When Jesus taught his disciples to pray, he began his prayer with the words: “Our Father, who is in heaven, holy is your name.” In other words reminding ourselves of who God is: holy, lord of heaven and earth and yet also our loving father. It makes all the difference to know who we are praying to.

Let me put it a different way. Before I became a vicar, I worked for twenty years for a large charity. There was a world of difference between griping about an issue to a colleague who I knew couldn’t change anything but would just concur with my grumbles and being in a one-on-one meeting with the Chief Executive who would listen attentively and implement changes if convinced. My hopes and expectations were totally different, but so was how I expressed things and what I asked for too.

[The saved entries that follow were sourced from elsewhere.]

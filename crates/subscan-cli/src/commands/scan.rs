//! SMS export scan command

use std::fs::File;
use std::path::Path;

use anyhow::{bail, Context, Result};
use subscan_core::{parse_messages_csv, scan_messages, ScanReport};

use super::{level_icon, load_extractor, parse_reference_date, percent, truncate};

pub fn cmd_scan(
    config_path: Option<&Path>,
    file: &Path,
    min_confidence: Option<f64>,
    now: Option<&str>,
    json: bool,
) -> Result<()> {
    let (extractor, _) = load_extractor(config_path)?;
    let reference = parse_reference_date(now)?;

    let min_confidence = min_confidence.unwrap_or(extractor.config().scan.min_confidence);
    if !(0.0..=1.0).contains(&min_confidence) {
        bail!("--min-confidence must be between 0 and 1, got {}", min_confidence);
    }

    let reader =
        File::open(file).with_context(|| format!("Failed to open {}", file.display()))?;
    let messages = parse_messages_csv(reader)
        .with_context(|| format!("Failed to parse messages from {}", file.display()))?;

    let report = scan_messages(&extractor, &messages, reference, min_confidence);

    if json {
        let out =
            serde_json::to_string_pretty(&report).context("Failed to serialize scan report")?;
        println!("{}", out);
        return Ok(());
    }

    print_report(&report, min_confidence);
    Ok(())
}

fn print_report(report: &ScanReport, min_confidence: f64) {
    println!();
    println!("📱 Scanned {} messages", report.total);
    println!(
        "   {} filtered │ {} duplicate │ {} below {} │ {} merged",
        report.filtered,
        report.duplicates,
        report.below_threshold,
        percent(min_confidence),
        report.merged
    );

    if report.detections.is_empty() {
        println!();
        println!("No subscriptions found.");
        return;
    }

    println!();
    println!("📋 Detected Subscriptions");
    println!("   ─────────────────────────────────────────────────────────────");

    for line in detection_lines(report) {
        println!("{}", line);
    }
}

/// One table row per detection
pub fn detection_lines(report: &ScanReport) -> Vec<String> {
    report
        .detections
        .iter()
        .map(|detection| {
            let extraction = &detection.extraction;
            let (name, amount, cycle, next) = match &detection.draft {
                Some(draft) => (
                    draft.name.clone().unwrap_or_else(|| "?".to_string()),
                    draft
                        .amount
                        .map(|a| format!("{:.2} {}", a, draft.currency))
                        .unwrap_or_else(|| "?".to_string()),
                    draft.billing_cycle.as_str().to_string(),
                    draft
                        .next_billing_date
                        .map(|d| d.to_string())
                        .unwrap_or_else(|| "?".to_string()),
                ),
                None => ("?".into(), "?".into(), "?".into(), "?".into()),
            };

            format!(
                "   {} {:20} │ {:>12} │ {:<9} │ next {:10} │ {}",
                level_icon(extraction.level()),
                truncate(&name, 20),
                amount,
                cycle,
                next,
                percent(extraction.overall_confidence)
            )
        })
        .collect()
}
//! SMS batch scanning
//!
//! Reads exported messages from CSV and runs the extractor over every one
//! that looks billing-related. Results below the confidence threshold are
//! dropped, and repeat notices for the same service collapse into the single
//! most confident detection.

use std::collections::{HashMap, HashSet};
use std::io::Read;

use chrono::{DateTime, NaiveDate};
use csv::{ReaderBuilder, StringRecord};
use serde::Serialize;
use sha2::{Digest, Sha256};
use tracing::{debug, info};

use crate::error::{Error, Result};
use crate::extract::SubscriptionExtractor;
use crate::models::{SubscriptionDraft, SubscriptionExtraction};

/// One exported text message
#[derive(Debug, Clone, PartialEq, Serialize)]
pub struct SmsMessage {
    /// Sender address, email, or alphanumeric sender ID
    pub address: Option<String>,
    pub body: String,
    /// Day the message arrived; relative dates in the body count from here
    pub received: Option<NaiveDate>,
}

impl SmsMessage {
    pub fn new(address: Option<&str>, body: &str) -> Self {
        Self {
            address: address.map(str::to_string),
            body: body.to_string(),
            received: None,
        }
    }
}

/// A message that passed every filter
#[derive(Debug, Clone, Serialize)]
pub struct Detection {
    pub fingerprint: String,
    pub address: Option<String>,
    pub received: Option<NaiveDate>,
    pub extraction: SubscriptionExtraction,
    /// Pre-filled form values for the confirm step
    pub draft: Option<SubscriptionDraft>,
}

/// Outcome of a batch scan
#[derive(Debug, Clone, Default, Serialize)]
pub struct ScanReport {
    pub total: usize,
    /// Skipped by the keyword pre-filter
    pub filtered: usize,
    /// Exact repeats of an earlier message
    pub duplicates: usize,
    pub below_threshold: usize,
    /// Detections folded into a more confident one for the same service
    pub merged: usize,
    /// Most confident first
    pub detections: Vec<Detection>,
}

const HEADER_ADDRESS: &[&str] = &["address", "sender", "from", "number"];
const HEADER_BODY: &[&str] = &["body", "message", "text", "content"];
const HEADER_DATE: &[&str] = &["date", "received", "timestamp", "time"];

/// Parse an `address,body,date` CSV export
///
/// Columns are found by header name in any order. Only the body column is
/// required. Dates may be `YYYY-MM-DD`, `MM/DD/YYYY`, or epoch milliseconds,
/// optionally followed by a time.
pub fn parse_messages_csv<R: Read>(reader: R) -> Result<Vec<SmsMessage>> {
    let mut rdr = ReaderBuilder::new()
        .has_headers(true)
        .flexible(true)
        .trim(csv::Trim::Headers)
        .from_reader(reader);

    let headers = rdr.headers()?.clone();
    let body_col = find_column(&headers, HEADER_BODY)
        .ok_or_else(|| Error::Import("Missing body column".into()))?;
    let address_col = find_column(&headers, HEADER_ADDRESS);
    let date_col = find_column(&headers, HEADER_DATE);

    let mut messages = Vec::new();

    for (index, result) in rdr.records().enumerate() {
        let record = result?;
        // Header is line 1
        let line = index + 2;

        let body = record.get(body_col).unwrap_or_default().trim();
        if body.is_empty() {
            debug!("Skipping line {} with empty body", line);
            continue;
        }

        let address = address_col
            .and_then(|col| record.get(col))
            .map(str::trim)
            .filter(|s| !s.is_empty())
            .map(str::to_string);

        let received = match date_col.and_then(|col| record.get(col)).map(str::trim) {
            Some(raw) if !raw.is_empty() => Some(parse_received(raw).ok_or_else(|| {
                Error::Import(format!("Invalid date '{}' on line {}", raw, line))
            })?),
            _ => None,
        };

        messages.push(SmsMessage {
            address,
            body: body.to_string(),
            received,
        });
    }

    debug!("Parsed {} messages", messages.len());
    Ok(messages)
}

fn find_column(headers: &StringRecord, names: &[&str]) -> Option<usize> {
    headers
        .iter()
        .position(|h| names.iter().any(|n| h.eq_ignore_ascii_case(n)))
}

fn parse_received(raw: &str) -> Option<NaiveDate> {
    if raw.len() >= 12 && raw.chars().all(|c| c.is_ascii_digit()) {
        let millis: i64 = raw.parse().ok()?;
        return DateTime::from_timestamp_millis(millis).map(|dt| dt.date_naive());
    }

    // Drop a trailing time ("2023-05-01 10:15:00", "2023-05-01T10:15:00Z")
    let day = raw.split([' ', 'T']).next()?;
    NaiveDate::parse_from_str(day, "%Y-%m-%d")
        .or_else(|_| NaiveDate::parse_from_str(day, "%m/%d/%Y"))
        .ok()
}

const SUBSCRIPTION_KEYWORDS: &[&str] = &[
    "subscription",
    "subscribe",
    "renew",
    "membership",
    "member",
    "billed",
    "billing",
    "charged",
    "payment",
    "debited",
    "auto-pay",
    "autopay",
    "recurring",
    "trial",
    "plan",
    "premium",
    "invoice",
    "receipt",
    "/mo",
    "per month",
    "/yr",
    "per year",
];

/// Cheap check for billing-related wording before running the extractors
pub fn looks_like_subscription(body: &str) -> bool {
    let lower = body.to_lowercase();
    SUBSCRIPTION_KEYWORDS.iter().any(|k| lower.contains(k))
}

/// Stable SHA-256 hex digest of a message's sender and body
pub fn message_fingerprint(message: &SmsMessage) -> String {
    let mut hasher = Sha256::new();
    hasher.update(
        message
            .address
            .as_deref()
            .unwrap_or_default()
            .trim()
            .to_lowercase()
            .as_bytes(),
    );
    hasher.update(b"|");
    hasher.update(message.body.trim().as_bytes());
    hex::encode(hasher.finalize())
}

/// Extract every message and keep the confident, distinct detections
///
/// Each message uses its received date as the reference date, falling back to
/// `reference` when it has none.
pub fn scan_messages(
    extractor: &SubscriptionExtractor,
    messages: &[SmsMessage],
    reference: NaiveDate,
    min_confidence: f64,
) -> ScanReport {
    let mut report = ScanReport {
        total: messages.len(),
        ..Default::default()
    };
    let mut seen = HashSet::new();
    let mut by_service: HashMap<String, usize> = HashMap::new();

    for message in messages {
        if !looks_like_subscription(&message.body) {
            report.filtered += 1;
            continue;
        }

        let fingerprint = message_fingerprint(message);
        if !seen.insert(fingerprint.clone()) {
            report.duplicates += 1;
            continue;
        }

        let extraction = extractor.extract(
            &message.body,
            message.address.as_deref(),
            message.received.unwrap_or(reference),
        );
        if extraction.overall_confidence < min_confidence {
            debug!(
                "Dropping message {} at confidence {:.2}",
                &fingerprint[..12],
                extraction.overall_confidence
            );
            report.below_threshold += 1;
            continue;
        }

        let detection = Detection {
            fingerprint,
            address: message.address.clone(),
            received: message.received,
            draft: extractor.draft(&extraction),
            extraction,
        };

        let service_key = detection
            .extraction
            .service
            .as_ref()
            .map(|s| s.normalized_name.to_lowercase());

        let existing = service_key
            .as_ref()
            .and_then(|key| by_service.get(key).copied());

        match (existing, service_key) {
            (Some(index), _) => {
                report.merged += 1;
                let kept = &mut report.detections[index];
                if detection.extraction.overall_confidence > kept.extraction.overall_confidence {
                    *kept = detection;
                }
            }
            (None, Some(key)) => {
                by_service.insert(key, report.detections.len());
                report.detections.push(detection);
            }
            (None, None) => report.detections.push(detection),
        }
    }

    report.detections.sort_by(|a, b| {
        b.extraction
            .overall_confidence
            .total_cmp(&a.extraction.overall_confidence)
    });

    info!(
        "Scanned {} messages: {} detected, {} filtered, {} duplicate, {} below threshold",
        report.total,
        report.detections.len(),
        report.filtered,
        report.duplicates,
        report.below_threshold
    );
    report
}
//! Subscan CLI - Subscription message extractor
//!
//! Usage:
//!   subscan extract "TEXT" --sender S      Extract one message
//!   subscan scan --file messages.csv       Scan an SMS export
//!   subscan config                         Show effective configuration

mod cli;
mod commands;

#[cfg(test)]
mod tests;

use anyhow::Result;
use clap::Parser;
use tracing_subscriber::{fmt, prelude::*, EnvFilter};

use cli::*;

fn main() -> Result<()> {
    let cli = Cli::parse();

    // Set up logging
    // Priority: RUST_LOG env var > --verbose flag > default (info)
    let filter = if std::env::var("RUST_LOG").is_ok() {
        EnvFilter::from_default_env()
    } else if cli.verbose {
        EnvFilter::new("debug")
    } else {
        EnvFilter::new("info")
    };

    tracing_subscriber::registry()
        .with(filter)
        .with(fmt::layer().with_target(false).compact())
        .init();

    let config = cli.config.as_deref();

    match cli.command {
        Commands::Extract {
            text,
            sender,
            now,
            json,
        } => commands::cmd_extract(config, &text, sender.as_deref(), now.as_deref(), json),
        Commands::Scan {
            file,
            min_confidence,
            now,
            json,
        } => commands::cmd_scan(config, &file, min_confidence, now.as_deref(), json),
        Commands::Config => commands::cmd_config(config),
    }
}
//! BibScan Circulation Scanner Service
//!
//! A Rust implementation of the scan-driven circulation workflow for
//! library front desks: a mode-based state machine that turns barcode/QR
//! decode events into catalog lookups, quick returns, inventory sessions
//! and batch loans against the library backend.

use std::sync::Arc;

pub mod api;
pub mod config;
pub mod error;
pub mod models;
pub mod normalize;
pub mod services;

pub use config::AppConfig;
pub use error::{AppError, AppResult};

/// Application state shared across all handlers
#[derive(Clone)]
pub struct AppState {
    pub config: Arc<AppConfig>,
    pub services: Arc<services::Services>,
}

The point is that when we pray we need to take time to think about the names with which we address God. They are not to be some mantra that just slip off the tongue without thought. Rather, when we pray “Father” or “Almighty God” or “Lord Jesus” do we give ourselves time to think what those words mean? How may that then shape the rest of our prayer?

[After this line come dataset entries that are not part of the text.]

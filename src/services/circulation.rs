//! Circulation Service adapter
//!
//! Creates loans and processes returns against the circulation backend.
//! The scanner never compensates for partial batch failures; whatever the
//! backend reports is surfaced verbatim.

use async_trait::async_trait;
use serde::Serialize;

use crate::{
    error::{AppError, AppResult},
    models::BatchResult,
};

#[cfg_attr(test, mockall::automock)]
#[async_trait]
pub trait CirculationClient: Send + Sync {
    /// Return one borrowed item
    async fn create_return(&self, item_id: i32) -> AppResult<()>;

    /// Create a batch of loans for one subject in a single backend call
    async fn create_loan_batch(&self, subject_id: i32, item_ids: &[i32]) -> AppResult<BatchResult>;
}

#[derive(Serialize)]
struct ReturnRequest {
    item_id: i32,
}

#[derive(Serialize)]
struct LoanBatchRequest<'a> {
    user_id: i32,
    item_ids: &'a [i32],
}

/// HTTP implementation over the circulation REST API
pub struct HttpCirculationClient {
    client: reqwest::Client,
    base_url: String,
}

impl HttpCirculationClient {
    pub fn new(client: reqwest::Client, base_url: impl Into<String>) -> Self {
        Self {
            client,
            base_url: base_url.into(),
        }
    }

    async fn check(response: reqwest::Response, what: &str) -> AppResult<reqwest::Response> {
        let status = response.status();
        if status.is_success() {
            return Ok(response);
        }
        // Backend error bodies carry a human-readable message; pass it on
        let message = response
            .text()
            .await
            .unwrap_or_else(|_| status.to_string());
        if status.is_client_error() {
            Err(AppError::BadRequest(format!("{}: {}", what, message)))
        } else {
            Err(AppError::BatchTotalFailure(format!("{}: {}", what, message)))
        }
    }
}

#[async_trait]
impl CirculationClient for HttpCirculationClient {
    async fn create_return(&self, item_id: i32) -> AppResult<()> {
        let url = format!("{}/loans/return", self.base_url);
        let response = self
            .client
            .post(&url)
            .json(&ReturnRequest { item_id })
            .send()
            .await
            .map_err(|e| AppError::LookupFailed(format!("Return request failed: {}", e)))?;

        Self::check(response, "Return rejected").await?;
        Ok(())
    }

    async fn create_loan_batch(&self, subject_id: i32, item_ids: &[i32]) -> AppResult<BatchResult> {
        let url = format!("{}/loans/batch", self.base_url);
        let response = self
            .client
            .post(&url)
            .json(&LoanBatchRequest {
                user_id: subject_id,
                item_ids,
            })
            .send()
            .await
            .map_err(|e| AppError::BatchTotalFailure(format!("Batch request failed: {}", e)))?;

        let response = Self::check(response, "Batch loan rejected").await?;
        response
            .json()
            .await
            .map_err(|e| AppError::BatchTotalFailure(format!("Invalid batch response: {}", e)))
    }
}
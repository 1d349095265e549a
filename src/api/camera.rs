//! Camera device registry endpoints

use axum::{extract::State, Json};
use serde::Deserialize;
use utoipa::ToSchema;

use crate::{
    error::AppResult,
    models::{CameraState, DeviceDescriptor},
};

/// Devices the presentation layer discovered on its platform
#[derive(Deserialize, ToSchema)]
pub struct RegisterDevicesRequest {
    pub devices: Vec<DeviceDescriptor>,
    /// Whether the platform granted camera access
    pub permission_granted: bool,
}

/// Device selection request
#[derive(Deserialize, ToSchema)]
pub struct SelectDeviceRequest {
    pub device_id: String,
}

/// Current camera registry state
#[utoipa::path(
    get,
    path = "/camera",
    tag = "camera",
    responses(
        (status = 200, description = "Camera registry state", body = CameraState)
    )
)]
pub async fn get_camera_state(
    State(state): State<crate::AppState>,
) -> AppResult<Json<CameraState>> {
    Ok(Json(state.services.camera.state()?))
}

/// Register discovered devices, restoring the persisted preference
#[utoipa::path(
    post,
    path = "/camera/devices",
    tag = "camera",
    request_body = RegisterDevicesRequest,
    responses(
        (status = 200, description = "Registry updated", body = CameraState)
    )
)]
pub async fn register_devices(
    State(state): State<crate::AppState>,
    Json(request): Json<RegisterDevicesRequest>,
) -> AppResult<Json<CameraState>> {
    let camera = state
        .services
        .camera
        .register_devices(request.devices, request.permission_granted)?;
    Ok(Json(camera))
}

/// Select the active device and persist the preference
#[utoipa::path(
    put,
    path = "/camera/selected",
    tag = "camera",
    request_body = SelectDeviceRequest,
    responses(
        (status = 200, description = "Device selected", body = CameraState),
        (status = 404, description = "Unknown device id")
    )
)]
pub async fn select_device(
    State(state): State<crate::AppState>,
    Json(request): Json<SelectDeviceRequest>,
) -> AppResult<Json<CameraState>> {
    let camera = state.services.camera.select_device(&request.device_id)?;
    Ok(Json(camera))
}
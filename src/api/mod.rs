//! API handlers for the scanner REST endpoints

pub mod camera;
pub mod health;
pub mod openapi;
pub mod scanner;
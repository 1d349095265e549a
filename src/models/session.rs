//! Mode-local session state
//!
//! The session payloads are carried inside the `ModeState` tagged union so
//! that "no state carry-over between modes" is a type-level guarantee:
//! switching modes replaces the whole variant, there are no always-present
//! optional fields to forget to clear.

use chrono::{DateTime, Utc};
use serde::{Deserialize, Serialize};
use utoipa::ToSchema;

use super::item::ResolvedItem;

/// One of the four mutually exclusive scanning workflows
#[derive(Debug, Clone, Copy, PartialEq, Eq, Serialize, Deserialize, ToSchema)]
#[serde(rename_all = "SCREAMING_SNAKE_CASE")]
pub enum Mode {
    Search,
    QuickReturn,
    Inventory,
    Loan,
}

/// Current mode together with its session payload
#[derive(Debug, Clone, Serialize, ToSchema)]
#[serde(tag = "mode", rename_all = "SCREAMING_SNAKE_CASE")]
pub enum ModeState {
    Search {
        /// Displayed result awaiting an explicit reset
        found: Option<ResolvedItem>,
    },
    QuickReturn,
    Inventory(InventorySession),
    Loan(LoanSession),
}

impl ModeState {
    pub fn mode(&self) -> Mode {
        match self {
            ModeState::Search { .. } => Mode::Search,
            ModeState::QuickReturn => Mode::QuickReturn,
            ModeState::Inventory(_) => Mode::Inventory,
            ModeState::Loan(_) => Mode::Loan,
        }
    }

    /// Fresh state for entering a mode
    pub fn init(mode: Mode, now: DateTime<Utc>) -> Self {
        match mode {
            Mode::Search => ModeState::Search { found: None },
            Mode::QuickReturn => ModeState::QuickReturn,
            Mode::Inventory => ModeState::Inventory(InventorySession::new(now)),
            Mode::Loan => ModeState::Loan(LoanSession::AwaitingUser),
        }
    }

    /// Whether switching away would lose accumulated work
    pub fn has_unsaved_progress(&self) -> bool {
        match self {
            ModeState::Search { .. } | ModeState::QuickReturn => false,
            ModeState::Inventory(session) => !session.entries.is_empty(),
            ModeState::Loan(LoanSession::AwaitingUser) => false,
            ModeState::Loan(LoanSession::BuildingCart { cart, .. }) => !cart.is_empty(),
        }
    }
}

/// One scanned shelf item during an inventory session
#[derive(Debug, Clone, Serialize, Deserialize, ToSchema)]
pub struct InventoryEntry {
    pub item_id: i32,
    pub name: String,
    pub isbn: Option<String>,
    pub scanned_at: DateTime<Utc>,
}

/// Accumulated inventory scan session.
///
/// Invariant: no two entries share `item_id`; duplicates are rejected with
/// distinct feedback, never merged or re-timestamped.
#[derive(Debug, Clone, Serialize, ToSchema)]
pub struct InventorySession {
    pub started_at: DateTime<Utc>,
    pub entries: Vec<InventoryEntry>,
}

impl InventorySession {
    pub fn new(now: DateTime<Utc>) -> Self {
        Self {
            started_at: now,
            entries: Vec::new(),
        }
    }

    pub fn contains(&self, item_id: i32) -> bool {
        self.entries.iter().any(|e| e.item_id == item_id)
    }

    /// Freeze the session into its structured report
    pub fn into_report(self, ended_at: DateTime<Utc>) -> InventoryReport {
        InventoryReport {
            started_at: self.started_at,
            ended_at,
            duration_seconds: (ended_at - self.started_at).num_seconds(),
            total_scanned: self.entries.len(),
            entries: self.entries,
        }
    }
}

/// Structured report produced when an inventory session finishes
#[derive(Debug, Clone, Serialize, Deserialize, ToSchema)]
pub struct InventoryReport {
    pub started_at: DateTime<Utc>,
    pub ended_at: DateTime<Utc>,
    pub duration_seconds: i64,
    pub total_scanned: usize,
    pub entries: Vec<InventoryEntry>,
}

/// Two-phase loan session.
///
/// Phase 1 waits for a subject (borrower) card; phase 2 accumulates the
/// cart, unique by item id. The only way back to `AwaitingUser` is an
/// explicit reset or a completed batch submit.
#[derive(Debug, Clone, Serialize, ToSchema)]
#[serde(tag = "phase", rename_all = "SCREAMING_SNAKE_CASE")]
pub enum LoanSession {
    AwaitingUser,
    BuildingCart {
        subject_id: i32,
        cart: Vec<ResolvedItem>,
    },
}

/// Outcome of a batch loan submission, surfaced verbatim
#[derive(Debug, Clone, Copy, Serialize, Deserialize, ToSchema)]
pub struct BatchResult {
    pub success_count: u32,
    pub failure_count: u32,
}

/// Read-only engine state handed to the presentation layer after every
/// mutation
#[derive(Debug, Clone, Serialize, ToSchema)]
pub struct EngineSnapshot {
    pub mode: Mode,
    pub is_scanning: bool,
    /// Last accepted raw code, cleared by resets and display timers
    pub last_code: Option<String>,
    pub session: ModeState,
}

The second thing about the psalmist’s prayer is that he continues with total honesty. He does not hold back. He cries out: “How long will our prayers remain unanswered? how long will we weep? how long will you let us be mocked by our enemies?” He blames God for their terrible predicament: “why have you fed us with the bread of tears, why have you broken down our walls?” This level of complaint is not unusual in the psalms – many are like that. But why should this be a model for us? Surely God expects obedience from us, not complaint?

Let’s put it this way. If you have a daughter or a son, whether a child or an adult, and you feel they are cross with you or angry about something you have done, you want them to come out and say it, so you can sort it out. It may not be particularly pleasant or comfortable, but you know that the alternative is that the issue will continue to fester and cause an underlying rift in your relationship.

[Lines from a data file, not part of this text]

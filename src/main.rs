//! BibScan Server - Circulation Scanner Service
//!
//! REST backend for the scan-driven circulation workflow.

use axum::{
    routing::{delete, get, post, put},
    Router,
};
use std::net::SocketAddr;
use std::sync::Arc;
use tower_http::{
    cors::{Any, CorsLayer},
    trace::TraceLayer,
};
use tracing_subscriber::{layer::SubscriberExt, util::SubscriberInitExt};

use bibscan_server::{api, config::AppConfig, services::Services, AppState};

#[tokio::main]
async fn main() -> anyhow::Result<()> {
    // Load environment variables from .env file
    dotenvy::dotenv().ok();

    // Load configuration
    let config = AppConfig::load().expect("Failed to load configuration");

    // Initialize tracing
    let filter = tracing_subscriber::EnvFilter::try_from_default_env()
        .unwrap_or_else(|_| format!("bibscan_server={},tower_http=debug", config.logging.level).into());

    tracing_subscriber::registry()
        .with(filter)
        .with(tracing_subscriber::fmt::layer())
        .init();

    tracing::info!("Starting BibScan Server v{}", env!("CARGO_PKG_VERSION"));

    // Save server address before moving config
    let server_host = config.server.host.clone();
    let server_port = config.server.port;

    // Wire backend adapters and the scanner engine
    let services = Services::new(&config).expect("Failed to create services");

    tracing::info!(
        "Catalog backend: {}, circulation backend: {}",
        config.backend.catalog_url,
        config.backend.circulation_url
    );

    // Create application state
    let state = AppState {
        config: Arc::new(config),
        services: Arc::new(services),
    };

    // Build router
    let app = create_router(state);

    // Start server
    let addr = SocketAddr::new(
        server_host.parse().expect("Invalid host address"),
        server_port,
    );

    tracing::info!("Server listening on http://{}", addr);

    let listener = tokio::net::TcpListener::bind(addr).await?;
    axum::serve(listener, app).await?;

    Ok(())
}

/// Create the application router with all routes
fn create_router(state: AppState) -> Router {
    // CORS configuration
    let cors = CorsLayer::new()
        .allow_origin(Any)
        .allow_methods(Any)
        .allow_headers(Any);

    // API v1 routes
    let api_v1 = Router::new()
        // Health check
        .route("/health", get(api::health::health_check))
        // Scanner state
        .route("/scanner/state", get(api::scanner::get_state))
        .route("/scanner/events", get(api::scanner::events))
        // Scan input
        .route("/scanner/scan", post(api::scanner::scan))
        .route("/scanner/manual", post(api::scanner::manual_entry))
        // Mode and session control
        .route("/scanner/mode", put(api::scanner::change_mode))
        .route("/scanner/reset", post(api::scanner::reset_scan))
        .route("/scanner/inventory/finish", post(api::scanner::finish_inventory))
        .route("/scanner/inventory/clear", post(api::scanner::clear_inventory))
        .route("/scanner/loan/complete", post(api::scanner::complete_loan))
        .route("/scanner/loan/subject", delete(api::scanner::reset_loan_subject))
        .route("/scanner/loan/items/:id", delete(api::scanner::remove_loan_item))
        // Camera registry
        .route("/camera", get(api::camera::get_camera_state))
        .route("/camera/devices", post(api::camera::register_devices))
        .route("/camera/selected", put(api::camera::select_device))
        .with_state(state.clone());

    // OpenAPI documentation
    let openapi = api::openapi::create_openapi_router();

    Router::new()
        .nest("/api/v1", api_v1)
        .merge(openapi)
        .layer(TraceLayer::new_for_http())
        .layer(cors)
}
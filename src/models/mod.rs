//! Data models

pub mod camera;
pub mod item;
pub mod session;

pub use camera::{CameraState, DeviceDescriptor};
pub use item::{Page, ResolvedItem};
pub use session::{
    BatchResult, EngineSnapshot, InventoryEntry, InventoryReport, InventorySession, LoanSession,
    Mode, ModeState,
};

Well, that is how God wants us to be with him. He already knows how we are feeling, but he wants us to express it, to tell him, to be honest about it, so that we can begin to give him the permission to work in our lives.

If you are seething about Brexit, or cross about yet another delay to seeing the hospital consultant, or anxious about work, we are to tell him. Open up and be honest.

To be honest, I find that difficult. I avoid saying difficult things at times because I don’t want to offend or upset, and I have the same attitude towards God. But God already knows how I feel. He knows when I’m disappointed with how something’s gone, or when I’m embarrassed by a mistake I’ve made or feel hurt or irritated by a comment someone makes. He just wants me to tell him, to be open and honest. Some people here are really good at doing that in their prayers – we need to learn from you.

Today, for some of us, the message of the psalms is about thinking once again about how we address God, the names we give him, and how those can alter how we approach our prayers. For others of us, the message may be about how we can grow in honesty in our prayers, daring to complain before God, knowing he is big and loving enough to delight in our honesty.

And finally, there is a beautiful verse that gets repeated three times in this psalm: “make your face shine upon us that we may be saved.” Our struggles can often feel like being in darkness. But God’s light and love can dispel the gloom and bring us hope. And as the psalmist repeats this line, his sense of God’s greatness grow from firstly “O God” to then “O God Almighty” to at the end, “O Lord God Almighty”. As he prays, so his confidence in who God is grows too. The more we pray, the more we come to be able to place trust in him.

Whatever our situation, may the face of our Lord God Almighty, shine upon us today. Amen.